History

United Kingdom
- Name: Mariner
- Builder: Whitehaven
- Launched: 1804
- Fate: Abandoned and foundered on 23 August 1823

General characteristics
- Tons burthen: 207 (bm)

= Mariner (1804 ship) =

Mariner was launched at Whitehaven in 1804. In 1814 an American privateer captured her but the British Royal Navy recaptured her. On 23 August 1823 her crew abandoned Mariner, which then foundered in the Atlantic.

==Career==
Mariner first appeared in Lloyd's Register (LR) in 1804 with J.Askew, master and owner, and trade Dublin–Whitehaven.

| Year | Master | Owner | Trade | Source |
|---|---|---|---|---|
| 1805 | J.Askew | J.Askew | Dublin–Whitehaven | LR |
| 1810 | D.Carr | D.Carr | Dublin–Whitehaven | LR |
| 1812 | D.Carr Frazer | Capt. & Co. | Dublin–West Indies | LR |
| 1814 | T.Frazer | Carr & Co. | Belfast–Jamaica | LR |

On 1 July 1813 the American privateer Yankee, of eighteen 12-pounder guns and one 18-pounder captured Mariner, Fraser. master, off Ireland. The day before Yankee had captured several other British merchantmen. Yankee paroled Mariners master and crew, put them on a boat, and permitted them to land.
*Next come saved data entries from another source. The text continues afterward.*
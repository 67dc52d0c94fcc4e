//! Allow-list symbol selectors.

use serde::{Deserialize, Serialize};
use std::str::FromStr;
use tickroll_types::SymbolFilter;

use crate::classify;

/// Entry that matches any symbol or underlying.
const WILDCARD: &str = "*";

/// Selects symbols by spot name or derivative underlying.
///
/// Symbols are first checked against `exclude_prefixes`, then classified.
/// Spot symbols must appear in `spot`; futures and options must have their
/// underlying in `underlyings`. All comparisons ignore ASCII case and `*`
/// matches anything. Symbols that fail classification are rejected.
#[derive(Debug, Clone, Default, PartialEq, Eq, Serialize, Deserialize)]
#[serde(default)]
pub struct AllowList {
    /// Accepted raw spot symbols.
    pub spot: Vec<String>,
    /// Underlyings whose futures and options are accepted.
    pub underlyings: Vec<String>,
    /// Symbol prefixes rejected before any other check.
    pub exclude_prefixes: Vec<String>,
}

impl AllowList {
    /// Creates an empty allow-list that accepts nothing.
    #[must_use]
    pub const fn new() -> Self {
        Self {
            spot: Vec::new(),
            underlyings: Vec::new(),
            exclude_prefixes: Vec::new(),
        }
    }

    /// Creates an allow-list that accepts every well-formed symbol.
    #[must_use]
    pub fn everything() -> Self {
        Self::new().with_spot(WILDCARD).with_underlying(WILDCARD)
    }

    /// Adds an accepted spot symbol.
    #[must_use]
    pub fn with_spot(mut self, symbol: impl Into<String>) -> Self {
        self.spot.push(symbol.into());
        self
    }

    /// Adds an accepted derivative underlying.
    #[must_use]
    pub fn with_underlying(mut self, underlying: impl Into<String>) -> Self {
        self.underlyings.push(underlying.into());
        self
    }

    /// Adds a rejected symbol prefix.
    #[must_use]
    pub fn with_excluded_prefix(mut self, prefix: impl Into<String>) -> Self {
        self.exclude_prefixes.push(prefix.into());
        self
    }

    /// Returns true if `symbol` is selected.
    ///
    /// Classifies `symbol` on every call. `ColumnarIndex::build` asks once
    /// per distinct ticker in a batch.
    #[must_use]
    pub fn allows(&self, symbol: &str) -> bool {
        if self
            .exclude_prefixes
            .iter()
            .any(|prefix| has_prefix_ignore_case(symbol, prefix))
        {
            return false;
        }

        match classify(symbol) {
            Ok(identity) if identity.is_spot() => contains_ignore_case(&self.spot, symbol),
            Ok(identity) => contains_ignore_case(&self.underlyings, identity.underlying()),
            Err(err) => {
                tracing::debug!(symbol, error = %err, "rejecting unclassifiable symbol");
                false
            }
        }
    }
}

impl SymbolFilter for AllowList {
    fn accepts(&self, symbol: &str) -> bool {
        self.allows(symbol)
    }
}

impl From<Profile> for AllowList {
    fn from(profile: Profile) -> Self {
        profile.allow_list()
    }
}

fn contains_ignore_case(list: &[String], value: &str) -> bool {
    list.iter()
        .any(|entry| entry == WILDCARD || entry.eq_ignore_ascii_case(value))
}

fn has_prefix_ignore_case(symbol: &str, prefix: &str) -> bool {
    symbol
        .get(..prefix.len())
        .is_some_and(|head| head.eq_ignore_ascii_case(prefix))
}

/// Named allow-list presets.
#[derive(Debug, Clone, Copy, PartialEq, Eq, Hash, Default, Serialize, Deserialize)]
#[serde(rename_all = "kebab-case")]
pub enum Profile {
    /// NIFTY options and futures only.
    NiftyDerivatives,
    /// NIFTY derivatives plus the index, bank index and VIX spot series.
    #[default]
    NiftyExpiry,
    /// NIFTY derivatives plus the NIFTY and VIX spot series.
    NiftyWeekly,
    /// Every well-formed symbol except currency pairs.
    All,
}

impl Profile {
    /// Returns all profiles.
    #[must_use]
    pub const fn all() -> [Self; 4] {
        [
            Self::NiftyDerivatives,
            Self::NiftyExpiry,
            Self::NiftyWeekly,
            Self::All,
        ]
    }

    /// Returns the profile name.
    #[must_use]
    pub const fn as_str(&self) -> &'static str {
        match self {
            Self::NiftyDerivatives => "nifty-derivatives",
            Self::NiftyExpiry => "nifty-expiry",
            Self::NiftyWeekly => "nifty-weekly",
            Self::All => "all",
        }
    }

    /// Builds the allow-list for this profile.
    #[must_use]
    pub fn allow_list(&self) -> AllowList {
        match self {
            Self::NiftyDerivatives => AllowList::new().with_underlying("NIFTY"),
            Self::NiftyExpiry => ["INDIAVIX", "NIFTY", "NIFTY-FUT", "BANKNIFTY", "BANKNIFTY-FUT"]
                .into_iter()
                .fold(AllowList::new(), AllowList::with_spot)
                .with_underlying("NIFTY"),
            Self::NiftyWeekly => AllowList::new()
                .with_spot("NIFTY")
                .with_spot("NIFTY-FUT")
                .with_spot("INDIAVIX")
                .with_underlying("NIFTY"),
            Self::All => AllowList::everything().with_excluded_prefix("USDINR"),
        }
    }
}

impl std::fmt::Display for Profile {
    fn fmt(&self, f: &mut std::fmt::Formatter<'_>) -> std::fmt::Result {
        write!(f, "{}", self.as_str())
    }
}

impl FromStr for Profile {
    type Err = ProfileParseError;

    fn from_str(s: &str) -> Result<Self, Self::Err> {
        let wanted = s.trim().to_lowercase().replace('_', "-");
        Self::all()
            .into_iter()
            .find(|profile| profile.as_str() == wanted)
            .ok_or_else(|| ProfileParseError(s.to_string()))
    }
}

/// Error returned when parsing an unknown profile name.
#[derive(Debug, Clone, PartialEq, Eq)]
pub struct ProfileParseError(String);

impl std::fmt::Display for ProfileParseError {
    fn fmt(&self, f: &mut std::fmt::Formatter<'_>) -> std::fmt::Result {
        let names: Vec<_> = Profile::all().iter().map(Profile::as_str).collect();
        write!(
            f,
            "unknown profile '{}', expected one of: {}",
            self.0,
            names.join(", ")
        )
    }
}

impl std::error::Error for ProfileParseError {}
Mariners cargo of rum and sugar was valued at $70,000. Although Yankee had sent her for France, she arrived at Providence, Rhode Island on 19 August.
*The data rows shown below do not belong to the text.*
//! Serializable output documents.

use chrono::NaiveDate;
use serde::{Deserialize, Serialize};
use tickroll_aggregate::OhlcBucket;
use tickroll_types::{ExpiryKind, TickerIdentity, Timeframe};

/// `[bucket_start, open, high, low, close, open_interest, volume]`.
pub type DataRow = (i64, f64, f64, f64, f64, i64, i64);

const DATE_FORMAT: &str = "%Y-%m-%d";

/// One symbol rolled up at one timeframe for one expiry.
#[derive(Debug, Clone, PartialEq, Serialize, Deserialize)]
pub struct SeriesDocument {
    /// Raw ticker symbol.
    pub ticker: String,
    /// Expiry date as `YYYY-MM-DD`.
    #[serde(rename = "expiryDate")]
    pub expiry_date: String,
    /// Bucket width in whole minutes.
    pub tf_minutes: u32,
    /// Bucket width in seconds.
    pub tf_seconds: i64,
    /// True for options.
    pub is_option: bool,
    /// True for futures.
    pub is_future: bool,
    /// True for spot instruments.
    pub is_spot: bool,
    /// `CE`, `PE`, `FUT`, or empty for spot.
    pub instrument_type: String,
    /// Strike price, for options only.
    pub strike: Option<u32>,
    /// Underlying instrument.
    pub underlying: String,
    /// Buckets in ascending start order.
    pub data: Vec<DataRow>,
}

impl SeriesDocument {
    /// Builds the document for `identity`'s buckets.
    #[must_use]
    pub fn new(
        identity: &TickerIdentity,
        expiry: NaiveDate,
        timeframe: Timeframe,
        buckets: &[OhlcBucket],
    ) -> Self {
        Self {
            ticker: identity.raw_symbol().to_string(),
            expiry_date: expiry.format(DATE_FORMAT).to_string(),
            tf_minutes: timeframe.whole_minutes(),
            tf_seconds: timeframe.seconds(),
            is_option: identity.is_option(),
            is_future: identity.is_future(),
            is_spot: identity.is_spot(),
            instrument_type: identity.instrument_type().to_string(),
            strike: identity.strike(),
            underlying: identity.underlying().to_string(),
            data: buckets.iter().map(OhlcBucket::as_tuple).collect(),
        }
    }

    /// Returns the data rows as buckets.
    #[must_use]
    pub fn buckets(&self) -> Vec<OhlcBucket> {
        self.data
            .iter()
            .map(|&(start, open, high, low, close, oi, volume)| {
                OhlcBucket::new(start, open, high, low, close, oi, volume)
            })
            .collect()
    }
}

/// Symbols that share one expiry.
#[derive(Debug, Clone, PartialEq, Eq, Serialize, Deserialize)]
pub struct SymbolsDocument {
    /// Expiry date as `YYYY-MM-DD`.
    pub expiry_date: String,
    /// True for monthly expiries.
    pub is_monthly_expiry: bool,
    /// True for weekly expiries.
    pub is_weekly_expiry: bool,
    /// Raw ticker symbols, sorted.
    pub symbols: Vec<String>,
}

impl SymbolsDocument {
    /// Builds the document, sorting the symbols.
    #[must_use]
    pub fn new(expiry: NaiveDate, kind: ExpiryKind, mut symbols: Vec<String>) -> Self {
        symbols.sort_unstable();
        symbols.dedup();
        Self {
            expiry_date: expiry.format(DATE_FORMAT).to_string(),
            is_monthly_expiry: kind.is_monthly(),
            is_weekly_expiry: kind.is_weekly(),
            symbols,
        }
    }
}

#[cfg(test)]
mod tests {
    use super::*;
    use tickroll_types::{InstrumentKind, OptionType};

    fn expiry() -> NaiveDate {
        NaiveDate::from_ymd_opt(2021, 3, 4).unwrap()
    }

    #[test]
    fn test_series_document_fields() {
        let identity = TickerIdentity::new(
            "NIFTYWK15000CE",
            "NIFTY",
            InstrumentKind::Option {
                strike: 15000,
                option_type: OptionType::Call,
            },
        );
        let buckets = [OhlcBucket::new(1_614_830_400, 120.0, 125.0, 118.0, 121.0, 900, 50)];
        let doc = SeriesDocument::new(&identity, expiry(), Timeframe::MINUTE_5, &buckets);

        let json: serde_json::Value = serde_json::to_value(&doc).unwrap();
        assert_eq!(json["ticker"], "NIFTYWK15000CE");
        assert_eq!(json["expiryDate"], "2021-03-04");
        assert_eq!(json["tf_minutes"], 5);
        assert_eq!(json["tf_seconds"], 300);
        assert_eq!(json["is_option"], true);
        assert_eq!(json["instrument_type"], "CE");
        assert_eq!(json["strike"], 15000);
        assert_eq!(json["underlying"], "NIFTY");
        assert_eq!(json["data"][0][0], 1_614_830_400_i64);
        assert_eq!(json["data"][0][6], 50);

        assert_eq!(doc.buckets(), buckets);
    }

    #[test]
    fn test_spot_has_null_strike() {
        let identity = TickerIdentity::new("INDIAVIX", "INDIAVIX", InstrumentKind::Spot);
        let doc = SeriesDocument::new(&identity, expiry(), Timeframe::from_seconds(90).unwrap(), &[]);

        let json: serde_json::Value = serde_json::to_value(&doc).unwrap();
        assert!(json["strike"].is_null());
        assert_eq!(json["tf_minutes"], 1);
        assert_eq!(json["tf_seconds"], 90);
        assert_eq!(json["instrument_type"], "");
    }

    #[test]
    fn test_symbols_document() {
        let doc = SymbolsDocument::new(
            expiry(),
            ExpiryKind::Weekly,
            vec!["NIFTY-FUT".into(), "INDIAVIX".into(), "NIFTY-FUT".into()],
        );

        assert_eq!(doc.symbols, vec!["INDIAVIX", "NIFTY-FUT"]);
        assert!(doc.is_weekly_expiry);
        assert!(!doc.is_monthly_expiry);
        assert_eq!(doc.expiry_date, "2021-03-04");
    }
}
On 29 August recaptured Mariner. On 26 October LL reported that Poictiers had captured Mariner, Frazer, master, from Jamaica to Belfast, and Watson, Gregg, master. from Maranham to Liverpool. Poictiers sent them both to Halifax. On 5 June 1814 Mariner "(retaken)" sailed for Belfast.

| Year | Master | Owner | Trade | Source & notes |
|---|---|---|---|---|
| 1816 | Newby | Carr & Co. | Maryport–America | LR; damages repaired 1816 |
| 1820 | Newby Robinson Brown Richmond | Carr & Co. | Maryport America | LR; good repair 1816 |

In February 1820 Mariner, Richmond, master, was driven ashore near Castletown, Isle of Man. She was on a voyage from Dublin to Maryport.
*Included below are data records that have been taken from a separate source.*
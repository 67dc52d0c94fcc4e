//! Symbols command implementation.
//!
//! Lists the distinct tickers of one CSV file with their classification.

use crate::display::{identity_row, print_identity_header};
use anyhow::{Context, Result};
use std::collections::BTreeSet;
use std::path::Path;
use tickroll_lib::prelude::*;
use tickroll_lib::{ClassifierCache, columns, read_rows};

/// Lists the symbols of `file` that pass the profile, or all of them.
pub(crate) async fn list_symbols(file: &Path, profile: Option<Profile>, all: bool) -> Result<()> {
    let rows = read_rows(file)
        .await
        .with_context(|| format!("Failed to read {}", file.display()))?;

    let allow_list = if all {
        AllowList::everything()
    } else {
        profile.unwrap_or_default().allow_list()
    };
    let symbols: BTreeSet<&str> = rows
        .iter()
        .filter_map(|row| row.get(columns::TICKER))
        .map(String::as_str)
        .filter(|symbol| allow_list.allows(symbol))
        .collect();

    if symbols.is_empty() {
        println!("No symbols found.");
        return Ok(());
    }

    print_identity_header();
    let mut cache = ClassifierCache::new();
    for symbol in &symbols {
        let identity = cache.get_or_classify(symbol)?;
        println!("{}", identity_row(identity));
    }

    println!("\nTotal: {} symbols", symbols.len());
    Ok(())
}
| Year | Master | Owner | Trade | Source & notes |
|---|---|---|---|---|
| 1823 | H.Brown | Richmond | Liverpool–New Brunswick | LR; good repair 1816 & small repair 1823 |

==Fate==
On 2 September, Dido, Bliss, master, arrived at Liverpool from Philadelphia. She brought the news that on 23 August she had spoken Mary, Ford, master, Liverpool to Quebec, and Mariner, of Maryport, Brown, master. On 15 August Mariner had sprung a leak and Mary had agreed to accompany her. (Note: Mary, of 282 tons (bm), Ford, master, had been launched at Philadelphia in 1806.) The next report was that her crew had abandoned Mariner in the Atlantic Ocean on 23 August while she was on a voyage from Ayr to Richibucto, New Brunswick. Mary, Ford, master, had taken the crew on board, and then transferred them to Hope, Porter, master, which had arrived at Belfast on 16 September. (Note: Hope, of 178 tons (bm), Porter, master, had been launched in 1814 at Chester. She was returning to Belfast from Mexico.) Mariner sank on the same day that her crew had abandoned her.